В жилище ламы вела приставная лестница, примкнутая к небольшой лоджии, украшенной фресками. В ожидании приема я стала их рассматривать. На одной из стен какой-то бесхитростный художник, одаренный богатой фантазией, намного превосходящей его талант рисовальщика, изобразил муки чистилища, населив его забавной толпой демонов и терзаемых ими грешников с комическими физиономиями.

Гомтшен жил в помещении, похожем на молельню. Потолок поддерживали деревянные, выкрашенные в красный цвет, стойки. Свет проникал в одно маленькое окошко. Алтарь в глубине комнаты служил по тибетскому обычаю библиотекой. Среди книг в нише стола статуэтка Падмасамбхавы; перед ним лежали ритуальные приношения: семь сосудов, наполненные прозрачной водой и светильник. На маленьком столике курились палочки благовоний, примешивая свой аромат к затхлому запаху чая и топленого масла. Сидением для хозяина дома служили выцветшие и вытертые подушки и ковры. Золотая звездочка светильника на алтаре в дальнем конце покоя освещала пыль и запустение.

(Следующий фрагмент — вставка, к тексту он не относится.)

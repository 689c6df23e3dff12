use chrono::{DateTime, Utc};
use serde::{Deserialize, Serialize};

use crate::messages;
use crate::models::ValidationResult;

#[derive(Debug, Clone, Copy, PartialEq, Eq, Default, Serialize, Deserialize)]
pub enum Methodology {
    #[default]
    #[serde(rename = "ABP")]
    ProjectBased,
    #[serde(rename = "ABPr")]
    ProblemBased,
    #[serde(rename = "EC")]
    CaseStudy,
    #[serde(rename = "Otro")]
    Other,
}

impl Methodology {
    pub fn label(&self) -> &'static str {
        match self {
            Methodology::ProjectBased => "Aprendizaje Basado en Proyectos",
            Methodology::ProblemBased => "Aprendizaje Basado en Problemas",
            Methodology::CaseStudy => "Estudio de Caso",
            Methodology::Other => "Otro",
        }
    }
}

/// A week's content. Its number is its position in the unit.
#[derive(Debug, Clone, PartialEq, Eq, Default, Serialize, Deserialize)]
#[serde(rename_all = "camelCase")]
pub struct Week {
    pub specific_contents: String,
}

impl Week {
    pub fn new(specific_contents: impl Into<String>) -> Self {
        Self {
            specific_contents: specific_contents.into(),
        }
    }
}

#[derive(Debug, Clone, PartialEq, Serialize, Deserialize)]
#[serde(rename_all = "camelCase")]
pub struct LearningUnit {
    pub denomination: String,
    #[serde(default)]
    pub start_date: Option<DateTime<Utc>>,
    #[serde(default)]
    pub end_date: Option<DateTime<Utc>>,
    #[serde(default)]
    pub student_capacity: String,
    #[serde(default)]
    pub weeks: Vec<Week>,
    #[serde(default)]
    pub methodology: Methodology,
    #[serde(default)]
    pub custom_methodology: String,
    #[serde(default)]
    pub apa_reference: String,
    /// Last verdict for `apa_reference`. Cleared whenever the reference changes.
    #[serde(default)]
    pub validation: Option<ValidationResult>,
}

impl LearningUnit {
    /// A blank unit labelled for the given 1-based position.
    pub fn new(position: usize) -> Self {
        Self {
            denomination: messages::unit_label(position),
            start_date: None,
            end_date: None,
            student_capacity: String::new(),
            weeks: Vec::new(),
            methodology: Methodology::default(),
            custom_methodology: String::new(),
            apa_reference: String::new(),
            validation: None,
        }
    }

    pub fn has_valid_date_range(&self) -> bool {
        match (self.start_date, self.end_date) {
            (Some(start), Some(end)) => start <= end,
            _ => true,
        }
    }

    /// Methodology as printed: the custom text when "Otro" is chosen.
    pub fn methodology_display(&self) -> &str {
        match self.methodology {
            Methodology::Other => &self.custom_methodology,
            other => other.label(),
        }
    }
}

#[cfg(test)]
mod tests {
    use super::*;
    use chrono::TimeZone;

    #[test]
    fn methodology_uses_short_codes_on_the_wire() {
        let json = serde_json::to_string(&Methodology::ProblemBased).unwrap();
        assert_eq!(json, "\"ABPr\"");
        let parsed: Methodology = serde_json::from_str("\"Otro\"").unwrap();
        assert_eq!(parsed, Methodology::Other);
    }

    #[test]
    fn custom_methodology_shown_only_for_other() {
        let mut unit = LearningUnit::new(1);
        unit.custom_methodology = "Aula invertida".to_string();
        assert_eq!(unit.methodology_display(), "Aprendizaje Basado en Proyectos");

        unit.methodology = Methodology::Other;
        assert_eq!(unit.methodology_display(), "Aula invertida");
    }

    #[test]
    fn date_range_requires_start_not_after_end() {
        let mut unit = LearningUnit::new(2);
        assert_eq!(unit.denomination, "Unidad de Aprendizaje 2");
        assert!(unit.has_valid_date_range());

        unit.start_date = Some(Utc.with_ymd_and_hms(2026, 3, 10, 0, 0, 0).unwrap());
        unit.end_date = Some(Utc.with_ymd_and_hms(2026, 3, 1, 0, 0, 0).unwrap());
        assert!(!unit.has_valid_date_range());

        unit.end_date = unit.start_date;
        assert!(unit.has_valid_date_range());
    }
}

С помощью боя-толмача я старалась сформулировать несколько вопросов о проблемах, уже знакомых мне из бесед с ламами в Гангтоке. Но это был напрасный труд. Тут мне нужна была бы помощь Давасандюпа. Бедный мальчуган ничего не смыслил в философии. Он совсем ошалел, стараясь найти подходящие слова для фраз, смысла которых совершенно не понимал. Пришлось сложить оружие, и мы с ламой долго сидели друг против друга в глубоком молчании.

На следующий день я выехала из Латшена, продолжая путь на Север. Красота дороги и до сих пор была чарующей, а теперь сделалась волшебной. Азалия и рододендрон еще не сбросили свой весенний наряд. Казалось, будто радужный поток затопил долину.